Show each line of the data below that has the string "tokio" in it.

Entries supplied:
+++++

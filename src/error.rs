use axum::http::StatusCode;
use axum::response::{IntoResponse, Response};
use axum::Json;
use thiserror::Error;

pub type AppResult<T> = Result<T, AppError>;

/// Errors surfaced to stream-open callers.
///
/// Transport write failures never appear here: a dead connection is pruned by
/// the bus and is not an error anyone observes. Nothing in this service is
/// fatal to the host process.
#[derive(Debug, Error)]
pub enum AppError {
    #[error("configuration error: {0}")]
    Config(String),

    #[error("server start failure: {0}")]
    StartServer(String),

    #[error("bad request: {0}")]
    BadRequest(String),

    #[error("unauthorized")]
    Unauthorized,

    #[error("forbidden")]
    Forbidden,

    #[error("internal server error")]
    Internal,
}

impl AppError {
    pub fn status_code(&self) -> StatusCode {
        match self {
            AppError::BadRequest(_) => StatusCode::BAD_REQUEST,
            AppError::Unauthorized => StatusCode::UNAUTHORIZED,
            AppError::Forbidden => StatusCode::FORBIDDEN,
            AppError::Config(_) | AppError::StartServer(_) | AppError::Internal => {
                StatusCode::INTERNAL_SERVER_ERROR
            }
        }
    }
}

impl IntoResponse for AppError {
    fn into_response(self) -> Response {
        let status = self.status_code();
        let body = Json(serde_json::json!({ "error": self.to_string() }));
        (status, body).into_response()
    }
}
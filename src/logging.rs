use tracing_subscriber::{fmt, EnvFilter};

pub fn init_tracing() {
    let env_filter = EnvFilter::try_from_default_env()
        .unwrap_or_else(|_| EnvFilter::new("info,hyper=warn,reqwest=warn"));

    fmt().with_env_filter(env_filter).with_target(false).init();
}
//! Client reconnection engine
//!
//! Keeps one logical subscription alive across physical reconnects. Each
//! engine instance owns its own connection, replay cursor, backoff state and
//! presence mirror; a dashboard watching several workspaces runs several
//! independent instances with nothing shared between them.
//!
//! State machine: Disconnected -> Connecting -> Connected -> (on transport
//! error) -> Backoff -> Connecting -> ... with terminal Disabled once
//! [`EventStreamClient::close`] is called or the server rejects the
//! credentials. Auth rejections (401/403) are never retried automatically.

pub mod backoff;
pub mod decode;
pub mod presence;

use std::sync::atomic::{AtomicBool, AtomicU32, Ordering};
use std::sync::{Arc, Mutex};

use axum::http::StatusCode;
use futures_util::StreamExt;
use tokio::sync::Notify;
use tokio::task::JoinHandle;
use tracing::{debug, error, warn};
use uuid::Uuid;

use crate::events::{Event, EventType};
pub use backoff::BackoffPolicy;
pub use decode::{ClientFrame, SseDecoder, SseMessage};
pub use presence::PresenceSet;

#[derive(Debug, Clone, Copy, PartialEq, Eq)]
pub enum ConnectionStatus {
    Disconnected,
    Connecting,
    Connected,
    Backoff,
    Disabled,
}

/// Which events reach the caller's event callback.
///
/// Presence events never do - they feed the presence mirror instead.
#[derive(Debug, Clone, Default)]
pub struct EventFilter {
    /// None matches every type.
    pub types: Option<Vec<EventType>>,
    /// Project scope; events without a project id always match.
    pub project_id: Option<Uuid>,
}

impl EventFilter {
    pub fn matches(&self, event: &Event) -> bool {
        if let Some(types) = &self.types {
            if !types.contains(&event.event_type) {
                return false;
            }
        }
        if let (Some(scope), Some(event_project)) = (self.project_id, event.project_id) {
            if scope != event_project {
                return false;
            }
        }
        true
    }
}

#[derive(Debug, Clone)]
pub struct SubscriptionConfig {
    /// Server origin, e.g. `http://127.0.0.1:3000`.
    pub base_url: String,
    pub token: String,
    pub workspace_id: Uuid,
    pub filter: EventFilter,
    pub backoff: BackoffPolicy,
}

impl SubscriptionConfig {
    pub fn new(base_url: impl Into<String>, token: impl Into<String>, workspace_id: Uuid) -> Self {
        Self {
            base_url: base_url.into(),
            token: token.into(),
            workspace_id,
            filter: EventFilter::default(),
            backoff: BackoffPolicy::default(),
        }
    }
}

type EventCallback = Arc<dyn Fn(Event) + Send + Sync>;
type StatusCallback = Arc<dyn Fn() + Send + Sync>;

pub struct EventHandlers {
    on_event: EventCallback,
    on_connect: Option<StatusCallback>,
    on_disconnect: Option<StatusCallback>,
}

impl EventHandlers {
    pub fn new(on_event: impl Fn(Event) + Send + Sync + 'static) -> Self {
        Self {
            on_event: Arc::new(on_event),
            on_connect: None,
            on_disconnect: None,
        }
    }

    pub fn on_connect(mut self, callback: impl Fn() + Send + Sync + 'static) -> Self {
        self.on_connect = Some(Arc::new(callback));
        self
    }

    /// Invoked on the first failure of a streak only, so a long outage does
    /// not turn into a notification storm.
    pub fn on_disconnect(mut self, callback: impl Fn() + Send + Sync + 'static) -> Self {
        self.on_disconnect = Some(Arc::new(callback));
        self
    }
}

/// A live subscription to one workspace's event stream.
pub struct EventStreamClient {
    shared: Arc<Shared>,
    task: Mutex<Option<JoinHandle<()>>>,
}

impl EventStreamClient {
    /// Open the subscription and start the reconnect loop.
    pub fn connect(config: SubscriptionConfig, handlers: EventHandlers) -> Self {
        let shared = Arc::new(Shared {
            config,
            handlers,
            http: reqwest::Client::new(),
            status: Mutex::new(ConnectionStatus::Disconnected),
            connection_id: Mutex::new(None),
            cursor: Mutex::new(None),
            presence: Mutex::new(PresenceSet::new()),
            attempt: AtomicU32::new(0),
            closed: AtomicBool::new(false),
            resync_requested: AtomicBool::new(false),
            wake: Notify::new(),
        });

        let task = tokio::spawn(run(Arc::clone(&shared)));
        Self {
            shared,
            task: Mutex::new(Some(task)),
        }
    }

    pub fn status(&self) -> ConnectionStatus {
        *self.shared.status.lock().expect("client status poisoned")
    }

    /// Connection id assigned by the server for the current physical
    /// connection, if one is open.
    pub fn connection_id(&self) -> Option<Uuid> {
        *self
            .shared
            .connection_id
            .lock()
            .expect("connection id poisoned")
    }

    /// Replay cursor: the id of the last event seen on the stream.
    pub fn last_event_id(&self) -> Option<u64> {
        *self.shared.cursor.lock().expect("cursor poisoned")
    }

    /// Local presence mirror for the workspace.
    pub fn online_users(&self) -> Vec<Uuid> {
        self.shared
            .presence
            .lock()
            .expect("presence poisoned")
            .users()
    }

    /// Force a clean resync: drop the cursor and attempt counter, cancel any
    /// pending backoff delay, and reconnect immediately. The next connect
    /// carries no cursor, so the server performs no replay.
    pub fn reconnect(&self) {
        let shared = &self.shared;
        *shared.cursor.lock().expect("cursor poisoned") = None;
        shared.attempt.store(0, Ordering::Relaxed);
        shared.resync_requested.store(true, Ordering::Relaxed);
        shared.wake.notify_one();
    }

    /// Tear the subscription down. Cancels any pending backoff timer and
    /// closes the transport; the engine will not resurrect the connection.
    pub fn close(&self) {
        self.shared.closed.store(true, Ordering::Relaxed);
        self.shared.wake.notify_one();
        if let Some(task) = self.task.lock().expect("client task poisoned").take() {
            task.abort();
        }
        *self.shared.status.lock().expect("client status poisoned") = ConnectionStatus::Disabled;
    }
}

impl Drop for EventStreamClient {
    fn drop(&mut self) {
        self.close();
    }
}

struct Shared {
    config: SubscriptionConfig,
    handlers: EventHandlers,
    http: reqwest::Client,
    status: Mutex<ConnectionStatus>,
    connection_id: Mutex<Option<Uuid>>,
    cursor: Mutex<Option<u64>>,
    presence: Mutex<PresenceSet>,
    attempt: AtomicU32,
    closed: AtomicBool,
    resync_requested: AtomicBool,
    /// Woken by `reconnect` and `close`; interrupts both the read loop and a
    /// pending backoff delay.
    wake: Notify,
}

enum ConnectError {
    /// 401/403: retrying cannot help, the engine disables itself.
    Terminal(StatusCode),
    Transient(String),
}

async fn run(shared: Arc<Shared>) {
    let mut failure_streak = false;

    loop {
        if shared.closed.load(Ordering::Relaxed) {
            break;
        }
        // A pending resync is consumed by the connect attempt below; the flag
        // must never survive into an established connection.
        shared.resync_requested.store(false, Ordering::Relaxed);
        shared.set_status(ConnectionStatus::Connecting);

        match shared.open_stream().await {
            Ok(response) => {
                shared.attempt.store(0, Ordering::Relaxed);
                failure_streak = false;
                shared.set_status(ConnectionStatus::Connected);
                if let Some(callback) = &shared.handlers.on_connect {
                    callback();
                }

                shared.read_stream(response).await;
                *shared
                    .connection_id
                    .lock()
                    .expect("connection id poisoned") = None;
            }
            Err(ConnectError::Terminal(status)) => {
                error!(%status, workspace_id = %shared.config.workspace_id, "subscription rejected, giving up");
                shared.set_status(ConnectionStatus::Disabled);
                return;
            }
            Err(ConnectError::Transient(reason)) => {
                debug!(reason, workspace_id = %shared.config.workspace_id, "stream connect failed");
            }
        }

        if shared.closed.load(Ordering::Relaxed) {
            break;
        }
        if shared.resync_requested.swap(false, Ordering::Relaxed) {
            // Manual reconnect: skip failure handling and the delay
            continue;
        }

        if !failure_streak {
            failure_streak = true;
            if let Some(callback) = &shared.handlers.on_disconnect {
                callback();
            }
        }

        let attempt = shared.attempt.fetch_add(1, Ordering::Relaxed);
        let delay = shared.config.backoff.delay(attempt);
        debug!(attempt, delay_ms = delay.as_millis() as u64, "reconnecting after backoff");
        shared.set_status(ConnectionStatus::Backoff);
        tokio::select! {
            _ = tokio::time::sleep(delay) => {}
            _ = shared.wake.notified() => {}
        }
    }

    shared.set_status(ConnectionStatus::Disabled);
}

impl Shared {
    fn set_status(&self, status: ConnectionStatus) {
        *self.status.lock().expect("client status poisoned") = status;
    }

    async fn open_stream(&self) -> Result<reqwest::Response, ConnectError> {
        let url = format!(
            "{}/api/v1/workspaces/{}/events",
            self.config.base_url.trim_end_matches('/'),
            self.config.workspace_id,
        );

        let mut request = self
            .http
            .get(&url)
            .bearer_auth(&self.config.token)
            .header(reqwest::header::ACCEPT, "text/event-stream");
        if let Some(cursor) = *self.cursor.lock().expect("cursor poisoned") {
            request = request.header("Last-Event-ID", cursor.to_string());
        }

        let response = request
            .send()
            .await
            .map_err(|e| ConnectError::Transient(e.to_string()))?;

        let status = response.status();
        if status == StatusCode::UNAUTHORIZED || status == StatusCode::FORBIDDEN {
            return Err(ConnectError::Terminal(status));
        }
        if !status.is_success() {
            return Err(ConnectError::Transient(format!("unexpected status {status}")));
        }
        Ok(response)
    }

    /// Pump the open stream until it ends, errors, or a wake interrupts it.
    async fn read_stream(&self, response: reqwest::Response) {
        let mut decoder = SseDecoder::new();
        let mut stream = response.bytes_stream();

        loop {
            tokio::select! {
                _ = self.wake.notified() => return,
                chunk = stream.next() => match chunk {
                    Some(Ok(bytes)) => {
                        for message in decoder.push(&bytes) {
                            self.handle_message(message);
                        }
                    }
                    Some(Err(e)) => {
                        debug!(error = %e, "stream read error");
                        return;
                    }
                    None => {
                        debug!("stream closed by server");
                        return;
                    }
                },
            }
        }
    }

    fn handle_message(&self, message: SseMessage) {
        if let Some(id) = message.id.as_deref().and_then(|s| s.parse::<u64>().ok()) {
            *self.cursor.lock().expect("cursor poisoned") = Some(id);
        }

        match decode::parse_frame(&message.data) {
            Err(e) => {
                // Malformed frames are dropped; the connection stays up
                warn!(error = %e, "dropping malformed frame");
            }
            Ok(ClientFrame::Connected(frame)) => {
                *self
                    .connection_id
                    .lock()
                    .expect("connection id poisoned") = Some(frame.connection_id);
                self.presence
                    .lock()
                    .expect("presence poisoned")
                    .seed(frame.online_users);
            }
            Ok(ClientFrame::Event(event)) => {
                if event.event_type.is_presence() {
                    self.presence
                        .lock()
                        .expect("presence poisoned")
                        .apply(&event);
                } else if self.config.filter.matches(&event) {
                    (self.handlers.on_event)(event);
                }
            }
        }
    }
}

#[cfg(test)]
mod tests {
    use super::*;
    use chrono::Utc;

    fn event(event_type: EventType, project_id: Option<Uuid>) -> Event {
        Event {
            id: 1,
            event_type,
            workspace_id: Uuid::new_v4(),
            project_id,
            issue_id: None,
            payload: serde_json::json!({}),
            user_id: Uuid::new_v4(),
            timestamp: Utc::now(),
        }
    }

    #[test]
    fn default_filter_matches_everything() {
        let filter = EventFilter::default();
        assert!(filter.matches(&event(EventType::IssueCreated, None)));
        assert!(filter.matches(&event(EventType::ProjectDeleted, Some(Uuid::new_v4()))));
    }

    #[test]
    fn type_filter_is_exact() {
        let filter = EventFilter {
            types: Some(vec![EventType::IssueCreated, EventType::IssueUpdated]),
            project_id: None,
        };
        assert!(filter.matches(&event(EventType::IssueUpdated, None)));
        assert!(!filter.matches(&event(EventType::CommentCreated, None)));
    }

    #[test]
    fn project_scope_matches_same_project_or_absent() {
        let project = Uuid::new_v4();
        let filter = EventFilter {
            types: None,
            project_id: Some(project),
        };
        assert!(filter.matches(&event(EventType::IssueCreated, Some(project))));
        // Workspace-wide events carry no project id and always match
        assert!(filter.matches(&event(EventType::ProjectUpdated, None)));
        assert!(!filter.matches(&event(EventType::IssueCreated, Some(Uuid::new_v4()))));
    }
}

+++++

Written answer:
use tokio::sync::Notify;
use tokio::task::JoinHandle;
        let task = tokio::spawn(run(Arc::clone(&shared)));
        tokio::select! {
            _ = tokio::time::sleep(delay) => {}
            tokio::select! {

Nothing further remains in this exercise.